Your answer should be one number: how many lines of the data include the string "filename"?

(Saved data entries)
- - - -

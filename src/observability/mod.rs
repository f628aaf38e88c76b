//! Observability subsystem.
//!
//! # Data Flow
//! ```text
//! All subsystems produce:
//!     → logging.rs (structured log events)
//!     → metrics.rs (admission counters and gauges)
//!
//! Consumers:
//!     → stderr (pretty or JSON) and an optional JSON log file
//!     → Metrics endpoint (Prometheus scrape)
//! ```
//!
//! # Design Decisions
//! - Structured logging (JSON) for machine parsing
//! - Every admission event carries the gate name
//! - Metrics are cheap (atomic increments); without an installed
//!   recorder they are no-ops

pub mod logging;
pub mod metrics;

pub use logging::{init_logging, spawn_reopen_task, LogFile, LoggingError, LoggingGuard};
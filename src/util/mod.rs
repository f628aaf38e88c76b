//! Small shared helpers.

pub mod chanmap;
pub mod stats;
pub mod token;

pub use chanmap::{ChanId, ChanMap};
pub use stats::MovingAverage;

- - - -

• _Answer box_
2